When this happens, staff are reluctant to embrace future changes or feel hopeful about other tech investments. This creates a difficult environment for the digital team to navigate.

And quite often, you’ll end up feeling stuck in a Groundhog Day of legacy tech and dust-collecting investments that never met their full potential.

But the good news is, the reasons for a collaboration project failing are well-known. This makes it easy for us to predict hurdles early-on and prevent projects from meeting a sorry end.

So here, I’m going to list out the common reasons for failure and how your NHS Trust can avoid them.

Common reasons collaboration projects fail in NHS environment
1. Decision fatigue among staff

Collaboration projects should make it easier for staff to communicate. But sometimes, well-intended investments accidentally do the opposite by adding more device-types and extra channels into the mix.

Communication then ends up even more fragmented than before. And staff are forced to decide which channel to use, before they act. This isn’t time that can be afforded, especially in high-pressure hospital environments.

Remember if you’re adding, you’ll probably need to consolidate what’s existing to avoid confusion. Aiming for a few, clear channels of communication can improve interaction speeds and give staff confidence that they can reach who they need to, when they need to.

Softphones can be a really useful device for consolidating lines of communication. They allow staff to access channels via one mobile device, which can be carried on them. (Rather than staff being tethered to a landline or having to walk round with a tool belt of multiple comms devices.)

2. A communication gap between systems

You’ve bought the tech – great. And now it’s time to transition to a new system. It’s this interim period that can be particularly risky for telephony projects.

The transition won’t be an overnight change. So you’ll usually have old and new systems operating at the same time. However, problems quickly arise if users on the old system can’t talk to those on the new system.

When this interoperability falls short, users end up having to find work-arounds, quickly losing faith in the new tech. It becomes a cultural fail before it’s even had the chance to impress.

Trust mergers and Integrated Care Systems only amplify this problem. You’re dealing with multiple different cultures and systems, which need instantaneous cross-communication.

However, it’s possible to introduce new systems without stunting collaboration in the short term (and making a bad first impression).

Create a bridge between your old and new system, so communication can continue as normal, without any downtime. This creates the time and space for phased migrations – the ideal approach for busy hospital environments.

Think incremental system changes suited to individual department hours. And scope to fully resolve any teething issues in one phase, before moving on to the next.

The alternative, of course, is a migration in one fell swoop.

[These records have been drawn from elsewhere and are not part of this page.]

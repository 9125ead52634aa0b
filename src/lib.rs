//! GenPass: memorable word-based and random character password generation.
//!
//! The generation core lives in [`generators`]; word lists, persistence,
//! the HTTP service and the command line are thin layers around it.

pub mod api;
pub mod cli;
pub mod core;
pub mod generators;
pub mod logging;
pub mod models;
pub mod utils;
pub mod wordlist;

pub use crate::generators::{
    compose_character_batch, compose_word_batch, sample_weighted, score, PasswordGenerator,
};
pub use crate::models::{GeneratedBatch, StrengthLabel, WeightedOption};
// src/generators/words.rs
use log::debug;

use crate::models::{GeneratedBatch, WeightedOption, WordRequest};
use super::random::RandomSource;
use super::sampler::sample_weighted;

pub const DEFAULT_SUBSTITUTION_PROBABILITY: f64 = 0.3;
pub const DEFAULT_SUFFIX_MIN: u32 = 10;
pub const DEFAULT_SUFFIX_MAX: u32 = 99;

/// Leet glyphs keyed by lowercase letter.
const LEET_MAP: [(char, char); 8] = [
    ('e', '3'),
    ('a', '@'),
    ('s', '$'),
    ('o', '0'),
    ('i', '!'),
    ('b', '8'),
    ('l', '1'),
    ('t', '+'),
];

/// Tunable constants of word mode.
#[derive(Debug, Clone, Copy, PartialEq)]
pub struct ComposerSettings {
    /// Chance that an eligible character is swapped for its leet glyph.
    pub substitution_probability: f64,
    /// Inclusive bounds of the numeric suffix. An inverted pair is read in
    /// ascending order.
    pub suffix_min: u32,
    pub suffix_max: u32,
}

impl Default for ComposerSettings {
    fn default() -> Self {
        Self {
            substitution_probability: DEFAULT_SUBSTITUTION_PROBABILITY,
            suffix_min: DEFAULT_SUFFIX_MIN,
            suffix_max: DEFAULT_SUFFIX_MAX,
        }
    }
}

fn leet_glyph(c: char) -> Option<char> {
    let lower = c.to_ascii_lowercase();
    LEET_MAP
        .iter()
        .find(|(letter, _)| *letter == lower)
        .map(|(_, glyph)| *glyph)
}

fn capitalize(word: &str) -> String {
    let mut chars = word.chars();
    match chars.next() {
        Some(first) => first.to_uppercase().chain(chars).collect(),
        None => String::new(),
    }
}

/// Draws up to `num_parts` words from a scratch copy of `options` and
/// concatenates them, capitalising every word after the first.
///
/// Stops early once the pool runs dry.
pub fn join_parts<R: RandomSource + ?Sized>(
    options: &[WeightedOption],
    num_parts: usize,
    rng: &mut R,
) -> String {
    let mut pool = options.to_vec();
    let mut password = String::new();

    for i in 0..num_parts {
        let Some(opt) = sample_weighted(&mut pool, rng) else {
            break;
        };
        if i == 0 {
            password.push_str(&opt.text);
        } else {
            password.push_str(&capitalize(&opt.text));
        }
    }

    password
}

/// Swaps each eligible character for its leet glyph with probability
/// `probability`. Only eligible characters consume a random draw.
pub fn substitute_chars<R: RandomSource + ?Sized>(
    input: &str,
    probability: f64,
    rng: &mut R,
) -> String {
    input
        .chars()
        .map(|c| match leet_glyph(c) {
            Some(glyph) if rng.next_bool(probability) => glyph,
            _ => c,
        })
        .collect()
}

/// Builds one word-mode password. Empty `options` give an empty string.
pub fn compose_word<R: RandomSource + ?Sized>(
    options: &[WeightedOption],
    num_parts: usize,
    substitute: bool,
    settings: &ComposerSettings,
    rng: &mut R,
) -> String {
    if options.is_empty() {
        return String::new();
    }

    let mut password = join_parts(options, num_parts, rng);
    if substitute {
        password = substitute_chars(&password, settings.substitution_probability, rng);
    }

    let suffix = rng.next_in_range(settings.suffix_min, settings.suffix_max);
    password.push_str(&suffix.to_string());
    password
}

/// Runs [`compose_word`] `count` times, each against the full option set.
pub fn compose_word_batch<R: RandomSource + ?Sized>(
    request: &WordRequest,
    settings: &ComposerSettings,
    rng: &mut R,
) -> GeneratedBatch {
    debug!(
        "Composing {} word password(s) from {} options, {} parts, substitution {}",
        request.count,
        request.options.len(),
        request.num_parts,
        request.substitute_chars
    );

    (0..request.count)
        .map(|_| {
            compose_word(
                &request.options,
                request.num_parts,
                request.substitute_chars,
                settings,
                rng,
            )
        })
        .collect()
}

#[cfg(test)]
mod tests {
    use super::*;
    use crate::generators::random::{RngSource, ScriptedSource};

    fn options(words: &[&str]) -> Vec<WeightedOption> {
        words.iter().map(|w| WeightedOption::new(*w, 1.0)).collect()
    }

    fn split_suffix(password: &str) -> (&str, u32) {
        let (body, digits) = password.split_at(password.len() - 2);
        (body, digits.parse().unwrap())
    }

    #[test]
    fn parts_are_joined_and_capitalised() {
        let mut rng = RngSource::seeded(11);
        let words = options(&["apple", "river", "cloud", "tiger"]);

        for _ in 0..200 {
            let joined = join_parts(&words, 3, &mut rng);
            let mut rest = joined.as_str();
            let mut found = Vec::new();

            // First word is lowercase, later ones start upper-case
            let first = words.iter().find(|w| rest.starts_with(w.text.as_str())).unwrap();
            found.push(first.text.clone());
            rest = &rest[first.text.len()..];
            while !rest.is_empty() {
                assert!(rest.chars().next().unwrap().is_ascii_uppercase());
                let next = words
                    .iter()
                    .find(|w| rest.starts_with(capitalize(&w.text).as_str()))
                    .unwrap();
                found.push(next.text.clone());
                rest = &rest[next.text.len()..];
            }

            assert_eq!(found.len(), 3);
            found.sort();
            found.dedup();
            assert_eq!(found.len(), 3, "repeated word in {joined}");
        }
    }

    #[test]
    fn sampling_stops_when_pool_runs_dry() {
        let mut rng = RngSource::seeded(3);
        let joined = join_parts(&options(&["sun", "moon"]), 5, &mut rng);
        assert!(joined == "sunMoon" || joined == "moonSun", "{joined}");
    }

    #[test]
    fn empty_options_give_empty_password() {
        let mut rng = RngSource::seeded(3);
        let password = compose_word(&[], 3, true, &ComposerSettings::default(), &mut rng);
        assert_eq!(password, "");
    }

    #[test]
    fn suffix_is_two_digits_in_range() {
        let mut rng = RngSource::seeded(8);
        let settings = ComposerSettings::default();
        let words = options(&["pasta"]);
        for _ in 0..500 {
            let password = compose_word(&words, 1, false, &settings, &mut rng);
            let (body, suffix) = split_suffix(&password);
            assert_eq!(body, "pasta");
            assert!((10..=99).contains(&suffix));
        }
    }

    #[test]
    fn substitution_replaces_only_mapped_characters() {
        let mut always = ScriptedSource::new(&[0.0]);
        assert_eq!(substitute_chars("BeLtSoIx", 0.3, &mut always), "831+$0!x");

        let mut never = ScriptedSource::new(&[0.99]);
        assert_eq!(substitute_chars("BeLtSoIx", 0.3, &mut never), "BeLtSoIx");
    }

    #[test]
    fn substitution_rate_tracks_probability() {
        let mut rng = RngSource::seeded(77);
        let input = "e".repeat(10_000);
        let output = substitute_chars(&input, 0.3, &mut rng);
        let swapped = output.chars().filter(|c| *c == '3').count();
        let share = swapped as f64 / 10_000.0;
        assert!((share - 0.3).abs() < 0.03, "swap share {share}");
    }

    #[test]
    fn scripted_word_password_is_exact() {
        // pick "ab", pick "cd", no swaps, suffix 10 + floor(0.5 * 90) = 55
        let mut rng = ScriptedSource::new(&[0.1, 0.1, 0.5]);
        let settings = ComposerSettings::default();
        let password = compose_word(&options(&["ab", "cd"]), 2, false, &settings, &mut rng);
        assert_eq!(password, "abCd55");
    }

    #[test]
    fn custom_settings_change_suffix_range() {
        let mut rng = RngSource::seeded(21);
        let settings = ComposerSettings {
            substitution_probability: 1.0,
            suffix_min: 7,
            suffix_max: 7,
        };
        let password = compose_word(&options(&["sea"]), 1, true, &settings, &mut rng);
        assert_eq!(password, "$3@7");
    }

    #[test]
    fn inverted_suffix_bounds_still_compose() {
        let mut rng = RngSource::seeded(5);
        let settings = ComposerSettings {
            substitution_probability: 0.0,
            suffix_min: 50,
            suffix_max: 20,
        };
        for _ in 0..200 {
            let password = compose_word(&options(&["sea"]), 1, false, &settings, &mut rng);
            let (body, suffix) = split_suffix(&password);
            assert_eq!(body, "sea");
            assert!((20..=50).contains(&suffix), "{password}");
        }
    }

    #[test]
    fn batch_of_empty_options_is_blank_lines() {
        let mut rng = RngSource::seeded(0);
        let request = WordRequest {
            options: Vec::new(),
            num_parts: 2,
            substitute_chars: true,
            count: 3,
        };
        let batch = compose_word_batch(&request, &ComposerSettings::default(), &mut rng);
        assert_eq!(batch.len(), 3);
        assert_eq!(batch.to_string(), "\n\n");
    }

    #[test]
    fn batch_entries_draw_from_full_pool() {
        let mut rng = RngSource::seeded(4);
        let request = WordRequest {
            options: options(&["solo"]),
            num_parts: 1,
            substitute_chars: false,
            count: 5,
        };
        let batch = compose_word_batch(&request, &ComposerSettings::default(), &mut rng);
        assert_eq!(batch.len(), 5);
        for password in batch.passwords() {
            assert!(password.starts_with("solo"), "{password}");
        }
    }
}
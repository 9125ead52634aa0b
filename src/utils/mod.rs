// src/utils/mod.rs
mod io;

pub use io::*;
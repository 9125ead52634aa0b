// src/wordlist/transfer.rs
use std::fs;
use std::path::Path;
use serde_json::Value;

use crate::models::WeightedOption;
use super::{Result, WordListError};

pub const DEFAULT_EXPORT_FILE: &str = "passwordOptions.json";

/// Rejects blank texts and non-positive or non-finite weights.
pub fn validate_options(options: &[WeightedOption]) -> Result<()> {
    for (index, opt) in options.iter().enumerate() {
        if opt.text.trim().is_empty() {
            return Err(WordListError::InvalidOption(index, "text is empty".to_string()));
        }
        if !opt.is_valid() {
            return Err(WordListError::InvalidOption(
                index,
                format!("weight {} for '{}' must be a positive number", opt.weight, opt.text),
            ));
        }
    }
    Ok(())
}

/// Parses a word list document. The top-level value must be an array.
pub fn parse_options(content: &str) -> Result<Vec<WeightedOption>> {
    let value: Value = serde_json::from_str(content)?;
    if !value.is_array() {
        return Err(WordListError::NotAnArray);
    }
    let options: Vec<WeightedOption> = serde_json::from_value(value)?;
    validate_options(&options)?;
    Ok(options)
}

pub fn import_options(path: &Path) -> Result<Vec<WeightedOption>> {
    let content = fs::read_to_string(path)?;
    let options = parse_options(&content)?;
    log::info!("Imported {} word list entries from {}", options.len(), path.display());
    Ok(options)
}

pub fn export_options(path: &Path, options: &[WeightedOption]) -> Result<()> {
    if options.is_empty() {
        return Err(WordListError::NothingToExport);
    }
    let content = serde_json::to_string_pretty(options)?;
    fs::write(path, content)?;
    log::info!("Exported {} word list entries to {}", options.len(), path.display());
    Ok(())
}
//! Key-material acquisition boundary.
//!
//! The send pipeline treats key generation as an opaque collaborator that
//! returns raw bytes plus a channel-quality metric. There is exactly one
//! trait and one implementation: a simulated QKD exchange. A real QKD or
//! QRNG client plugs in behind the same trait.

use async_trait::async_trait;
use rand::{Rng, RngCore, rngs::OsRng};
use thiserror::Error;

#[derive(Error, Debug)]
pub enum KeySourceError {
    #[error("key source unavailable: {0}")]
    Unavailable(String),
}

/// Raw key material plus the QBER-like quality metric measured while
/// producing it. The metric is audit data only and never affects
/// correctness.
#[derive(Debug, Clone)]
pub struct KeyBatch {
    pub material: Vec<u8>,
    pub quality: f64,
}

#[async_trait]
pub trait KeyMaterialSource: Send + Sync {
    /// Produce at least `length_bytes` of key material or fail explicitly.
    /// Short batches are not allowed; the caller slices the result into
    /// per-field keys and never retries on its own.
    async fn acquire(
        &self,
        length_bytes: usize,
        simulate_interference: bool,
    ) -> Result<KeyBatch, KeySourceError>;
}

/// Simulated QKD exchange: both endpoints hold a copy of the sifted key and
/// the quality metric is the fraction of bytes on which the copies disagree.
/// Without interference the copies match and the metric is 0.0.
pub struct SimulatedQkdSource {
    /// Per-byte corruption probability applied to the far endpoint's copy
    /// when interference is simulated.
    interference_rate: f64,
}

impl SimulatedQkdSource {
    pub fn new() -> Self {
        Self {
            interference_rate: 0.15,
        }
    }

    pub fn with_interference_rate(rate: f64) -> Self {
        Self {
            interference_rate: rate.clamp(0.0, 1.0),
        }
    }
}

impl Default for SimulatedQkdSource {
    fn default() -> Self {
        Self::new()
    }
}

#[async_trait]
impl KeyMaterialSource for SimulatedQkdSource {
    async fn acquire(
        &self,
        length_bytes: usize,
        simulate_interference: bool,
    ) -> Result<KeyBatch, KeySourceError> {
        if length_bytes == 0 {
            return Err(KeySourceError::Unavailable(
                "zero-length key request".to_string(),
            ));
        }
        let mut near = vec![0u8; length_bytes];
        OsRng.fill_bytes(&mut near);

        let mut far = near.clone();
        if simulate_interference {
            for byte in far.iter_mut() {
                if OsRng.gen_bool(self.interference_rate) {
                    *byte = OsRng.r#gen();
                }
            }
        }

        let mismatches = near.iter().zip(far.iter()).filter(|(a, b)| a != b).count();
        let quality = mismatches as f64 / length_bytes as f64;
        Ok(KeyBatch {
            material: near,
            quality,
        })
    }
}
//! Data model and persistence for ciphertext-only message records.
//!
//! One table holds every message; inbox, sent and trash are filtered views
//! over it, not separate stores. Records are written once by the send
//! pipeline and never mutated afterwards except for the read and trash
//! flags. Plaintext never reaches this crate.

use std::io::Write;
use std::path::PathBuf;
use std::sync::{Mutex, OnceLock};
use std::time::{SystemTime, UNIX_EPOCH};

use async_trait::async_trait;
use chrono::Utc;
use serde::{Deserialize, Serialize};
use sqlx::{SqlitePool, sqlite::SqliteConnectOptions, sqlite::SqlitePoolOptions};
use thiserror::Error;

use qumail_crypto::EncryptedField;

static LOG_FILE: OnceLock<Mutex<Option<std::fs::File>>> = OnceLock::new();

pub fn log_debug(msg: &str) {
    if std::env::var("QUMAIL_LOG").is_err() {
        return;
    }
    let base = std::env::var_os("XDG_STATE_HOME")
        .map(PathBuf::from)
        .or_else(|| {
            std::env::var_os("HOME").map(|home| PathBuf::from(home).join(".local").join("state"))
        })
        .unwrap_or_else(|| PathBuf::from("/tmp"));
    let path = base.join("qumail").join("qumail.log");
    let lock = LOG_FILE.get_or_init(|| {
        let _ = std::fs::create_dir_all(
            path.parent()
                .unwrap_or_else(|| std::path::Path::new("/tmp")),
        );
        let file = std::fs::OpenOptions::new()
            .create(true)
            .append(true)
            .open(&path)
            .ok();
        Mutex::new(file)
    });
    if let Ok(mut guard) = lock.lock() {
        if let Some(file) = guard.as_mut() {
            let ts = SystemTime::now()
                .duration_since(UNIX_EPOCH)
                .map(|d| d.as_secs())
                .unwrap_or(0);
            let _ = writeln!(file, "[{}] {}", ts, msg);
        }
    }
}

#[derive(Error, Debug)]
pub enum MailError {
    #[error("message not found")]
    NotFound,
    #[error("mailbox is neither sender nor recipient of this message")]
    Unauthorized,
    #[error("storage error: {0}")]
    Storage(#[from] sqlx::Error),
    #[error("migration error: {0}")]
    Migrate(#[from] sqlx::migrate::MigrateError),
}

/// Mailbox views over the single record set.
#[derive(Debug, Clone, Copy, PartialEq, Eq)]
pub enum MailboxRole {
    Inbox,
    Sent,
    Trash,
}

/// A full at-rest record, including the key material the reveal pipeline
/// needs. Only `fetch_by_id` ever returns this shape; listings use
/// [`MessageSummary`].
#[derive(Debug, Clone, Serialize, Deserialize)]
pub struct MessageRecord {
    pub id: i64,
    pub sender_address: String,
    pub recipient_address: String,
    pub encrypted_subject: EncryptedField,
    pub encrypted_body: EncryptedField,
    pub subject_length: i64,
    pub body_length: i64,
    pub attachment_length: i64,
    pub attachment_name: Option<String>,
    pub attachment_ciphertext: Option<EncryptedField>,
    pub key_material: String,
    pub channel_quality: f64,
    pub is_read: bool,
    pub trashed: bool,
    pub created_at: String,
}

/// Insert payload. The store assigns id and creation timestamps; read and
/// trash flags start cleared.
#[derive(Debug, Clone)]
pub struct NewMessage {
    pub sender_address: String,
    pub recipient_address: String,
    pub encrypted_subject: EncryptedField,
    pub encrypted_body: EncryptedField,
    pub subject_length: i64,
    pub body_length: i64,
    pub attachment_length: i64,
    pub attachment_name: Option<String>,
    pub attachment_ciphertext: Option<EncryptedField>,
    pub key_material: String,
    pub channel_quality: f64,
}

/// Metadata-only projection used by every listing. Carries no key material
/// and no ciphertext, so nothing in a list response can feed a decryption.
#[derive(Debug, Clone, Serialize, Deserialize)]
pub struct MessageSummary {
    pub id: i64,
    pub sender_address: String,
    pub recipient_address: String,
    pub attachment_name: Option<String>,
    pub channel_quality: f64,
    pub is_read: bool,
    pub created_at: String,
}

#[async_trait]
pub trait MailStore: Send + Sync {
    /// Persist a new record atomically and return its id.
    async fn insert(&self, message: NewMessage) -> Result<i64, MailError>;
    /// Full record fetch, gated to the record's sender or recipient.
    async fn fetch_by_id(&self, id: i64, requester: &str) -> Result<MessageRecord, MailError>;
    /// Metadata-only listing of one mailbox view, newest first.
    async fn list_by_mailbox(
        &self,
        mailbox: &str,
        role: MailboxRole,
    ) -> Result<Vec<MessageSummary>, MailError>;
    /// Recipient-only; idempotent once set.
    async fn mark_read(&self, id: i64, requester: &str) -> Result<(), MailError>;
    /// Recipient-only trash-flag mutations. Trash is a filter, not a delete.
    async fn move_to_trash(&self, id: i64, requester: &str) -> Result<(), MailError>;
    async fn restore(&self, id: i64, requester: &str) -> Result<(), MailError>;
    /// Recipient-only, irreversible removal.
    async fn purge(&self, id: i64, requester: &str) -> Result<(), MailError>;
}

#[derive(sqlx::FromRow)]
struct MessageRow {
    id: i64,
    sender_addr: String,
    recipient_addr: String,
    subject_iv: String,
    subject_ct: String,
    body_iv: String,
    body_ct: String,
    subject_len: i64,
    body_len: i64,
    attachment_len: i64,
    attachment_name: Option<String>,
    attachment_iv: Option<String>,
    attachment_ct: Option<String>,
    key_material: String,
    channel_quality: f64,
    is_read: bool,
    trashed: bool,
    created_at: String,
}

impl From<MessageRow> for MessageRecord {
    fn from(row: MessageRow) -> Self {
        let attachment_ciphertext = match (row.attachment_iv, row.attachment_ct) {
            (Some(iv), Some(ciphertext)) => Some(EncryptedField { iv, ciphertext }),
            _ => None,
        };
        MessageRecord {
            id: row.id,
            sender_address: row.sender_addr,
            recipient_address: row.recipient_addr,
            encrypted_subject: EncryptedField {
                iv: row.subject_iv,
                ciphertext: row.subject_ct,
            },
            encrypted_body: EncryptedField {
                iv: row.body_iv,
                ciphertext: row.body_ct,
            },
            subject_length: row.subject_len,
            body_length: row.body_len,
            attachment_length: row.attachment_len,
            attachment_name: row.attachment_name,
            attachment_ciphertext,
            key_material: row.key_material,
            channel_quality: row.channel_quality,
            is_read: row.is_read,
            trashed: row.trashed,
            created_at: row.created_at,
        }
    }
}

const RECORD_COLUMNS: &str = "id, sender_addr, recipient_addr, subject_iv, subject_ct, \
     body_iv, body_ct, subject_len, body_len, attachment_len, attachment_name, \
     attachment_iv, attachment_ct, key_material, channel_quality, is_read, trashed, created_at";

#[derive(Clone)]
pub struct SqliteMailStore {
    pool: SqlitePool,
}

impl SqliteMailStore {
    pub async fn connect(path: &str) -> Result<Self, MailError> {
        let url = if path.starts_with("sqlite:") {
            path.to_string()
        } else {
            format!("sqlite:{}", path)
        };
        let options = SqliteConnectOptions::new()
            .filename(url.trim_start_matches("sqlite:"))
            .create_if_missing(true);
        let pool = SqlitePoolOptions::new()
            .max_connections(5)
            .connect_with(options)
            .await?;
        Ok(Self { pool })
    }

    pub async fn init(&self) -> Result<(), MailError> {
        sqlx::migrate!("../../migrations").run(&self.pool).await?;
        Ok(())
    }

    async fn fetch_row(&self, id: i64) -> Result<MessageRow, MailError> {
        let query = format!("SELECT {} FROM messages WHERE id = ?", RECORD_COLUMNS);
        sqlx::query_as::<_, MessageRow>(&query)
            .bind(id)
            .fetch_optional(&self.pool)
            .await?
            .ok_or(MailError::NotFound)
    }

    /// Trash, restore, purge and mark-read all belong to the recipient; the
    /// sender's view of the record is not theirs to mutate.
    async fn recipient_guard(&self, id: i64, requester: &str) -> Result<(), MailError> {
        let row = sqlx::query_as::<_, (String,)>("SELECT recipient_addr FROM messages WHERE id = ?")
            .bind(id)
            .fetch_optional(&self.pool)
            .await?
            .ok_or(MailError::NotFound)?;
        if row.0 != requester {
            return Err(MailError::Unauthorized);
        }
        Ok(())
    }
}

#[async_trait]
impl MailStore for SqliteMailStore {
    async fn insert(&self, message: NewMessage) -> Result<i64, MailError> {
        let now = Utc::now();
        let (attachment_iv, attachment_ct) = match &message.attachment_ciphertext {
            Some(field) => (Some(field.iv.clone()), Some(field.ciphertext.clone())),
            None => (None, None),
        };
        let result = sqlx::query(
            "INSERT INTO messages (sender_addr, recipient_addr, subject_iv, subject_ct, \
             body_iv, body_ct, subject_len, body_len, attachment_len, attachment_name, \
             attachment_iv, attachment_ct, key_material, channel_quality, is_read, trashed, \
             created_at, created_ts)
             VALUES (?, ?, ?, ?, ?, ?, ?, ?, ?, ?, ?, ?, ?, ?, 0, 0, ?, ?)",
        )
        .bind(&message.sender_address)
        .bind(&message.recipient_address)
        .bind(&message.encrypted_subject.iv)
        .bind(&message.encrypted_subject.ciphertext)
        .bind(&message.encrypted_body.iv)
        .bind(&message.encrypted_body.ciphertext)
        .bind(message.subject_length)
        .bind(message.body_length)
        .bind(message.attachment_length)
        .bind(&message.attachment_name)
        .bind(attachment_iv)
        .bind(attachment_ct)
        .bind(&message.key_material)
        .bind(message.channel_quality)
        .bind(now.to_rfc3339())
        .bind(now.timestamp())
        .execute(&self.pool)
        .await?;
        Ok(result.last_insert_rowid())
    }

    async fn fetch_by_id(&self, id: i64, requester: &str) -> Result<MessageRecord, MailError> {
        let row = self.fetch_row(id).await?;
        if row.sender_addr != requester && row.recipient_addr != requester {
            return Err(MailError::Unauthorized);
        }
        Ok(row.into())
    }

    async fn list_by_mailbox(
        &self,
        mailbox: &str,
        role: MailboxRole,
    ) -> Result<Vec<MessageSummary>, MailError> {
        let filter = match role {
            MailboxRole::Inbox => "recipient_addr = ? AND trashed = 0",
            MailboxRole::Trash => "recipient_addr = ? AND trashed = 1",
            MailboxRole::Sent => "sender_addr = ?",
        };
        let query = format!(
            "SELECT id, sender_addr, recipient_addr, attachment_name, channel_quality, \
             is_read, created_at
             FROM messages WHERE {}
             ORDER BY created_ts DESC, id DESC",
            filter
        );
        let rows = sqlx::query_as::<_, (i64, String, String, Option<String>, f64, bool, String)>(
            &query,
        )
        .bind(mailbox)
        .fetch_all(&self.pool)
        .await?;
        Ok(rows
            .into_iter()
            .map(|row| MessageSummary {
                id: row.0,
                sender_address: row.1,
                recipient_address: row.2,
                attachment_name: row.3,
                channel_quality: row.4,
                is_read: row.5,
                created_at: row.6,
            })
            .collect())
    }

    async fn mark_read(&self, id: i64, requester: &str) -> Result<(), MailError> {
        self.recipient_guard(id, requester).await?;
        sqlx::query("UPDATE messages SET is_read = 1 WHERE id = ?")
            .bind(id)
            .execute(&self.pool)
            .await?;
        Ok(())
    }

    async fn move_to_trash(&self, id: i64, requester: &str) -> Result<(), MailError> {
        self.recipient_guard(id, requester).await?;
        sqlx::query("UPDATE messages SET trashed = 1 WHERE id = ?")
            .bind(id)
            .execute(&self.pool)
            .await?;
        Ok(())
    }

    async fn restore(&self, id: i64, requester: &str) -> Result<(), MailError> {
        self.recipient_guard(id, requester).await?;
        sqlx::query("UPDATE messages SET trashed = 0 WHERE id = ?")
            .bind(id)
            .execute(&self.pool)
            .await?;
        Ok(())
    }

    async fn purge(&self, id: i64, requester: &str) -> Result<(), MailError> {
        self.recipient_guard(id, requester).await?;
        sqlx::query("DELETE FROM messages WHERE id = ?")
            .bind(id)
            .execute(&self.pool)
            .await?;
        Ok(())
    }
}
//! Authorization gate and the two-phase send/reveal protocol.
//!
//! Send runs Validating -> AcquiringKey -> Encrypting -> Persisting ->
//! Dispatching; reveal runs fetch -> re-slice -> decrypt. The two pipelines
//! share no in-flight state; the stored record is their only connection.
//! Every operation here starts at the [`AuthGate`]; there is no anonymous
//! path to the store.

use std::sync::Arc;

use base64::Engine as _;
use base64::engine::general_purpose::{STANDARD, URL_SAFE_NO_PAD};
use chrono::{Duration, Utc};
use hmac::{Hmac, Mac};
use mailparse::addrparse;
use serde::{Deserialize, Serialize};
use sha2::Sha256;
use thiserror::Error;

use qumail_core::{
    MailError, MailStore, MailboxRole, MessageSummary, NewMessage, log_debug,
};
use qumail_crypto::{CryptoError, FieldLengths, decrypt_field, encrypt_field, slice_key};
use qumail_mail::{DeliveryTransport, render_outbound};
use qumail_qkd::{KeyMaterialSource, KeySourceError};

type HmacSha256 = Hmac<Sha256>;

#[derive(Error, Debug)]
pub enum PipelineError {
    #[error("no credential presented")]
    Unauthenticated,
    #[error("invalid or expired credential")]
    InvalidCredential,
    #[error("mailbox is neither sender nor recipient of this message")]
    Unauthorized,
    #[error("missing required field: {0}")]
    MissingFields(&'static str),
    #[error("invalid request: {0}")]
    ValidationError(String),
    #[error("key source unavailable: {0}")]
    KeySourceUnavailable(String),
    #[error("insufficient key material: need {required} bytes, have {available}")]
    InsufficientKeyMaterial { required: usize, available: usize },
    #[error("key slice too short to derive a field key")]
    KeyTooShort,
    #[error("encryption failed")]
    EncryptionFailed,
    #[error("decryption failed")]
    DecryptionFailed,
    #[error("message not found")]
    NotFound,
    #[error("storage error: {0}")]
    Storage(String),
}

impl From<MailError> for PipelineError {
    fn from(err: MailError) -> Self {
        match err {
            MailError::NotFound => PipelineError::NotFound,
            MailError::Unauthorized => PipelineError::Unauthorized,
            other => PipelineError::Storage(other.to_string()),
        }
    }
}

This is seriously disruptive to clinical operations, and usually leaves IT teams with a laundry list of tweaks to make which racks up long time-to-resolves.

3. Cutting corners with switchboard

The switchboard is a brilliant litmus test for how well the processes around your collaboration project work.

If clinical staff are still frequently going via the switchboard to get to reach their contact point, something has gone wrong. Usually, the new collaboration tool doesn’t reflect how staff actually work. So staff have resorted back to old habits and workarounds.

The lesson here, is that your purchase has to be made on more than just product features (regardless of how impressive they are).

Find out how the different staff archetypes within your hospital work. And outline what you want your collaboration investment to specifically improve. (For example, response times, call handling, decision-making.) It’s important to look beyond the scope of the IT team.

How can your tech elevate these existing practices? If you need to make pivotal changes, how can you support staff sufficiently in that without disruption?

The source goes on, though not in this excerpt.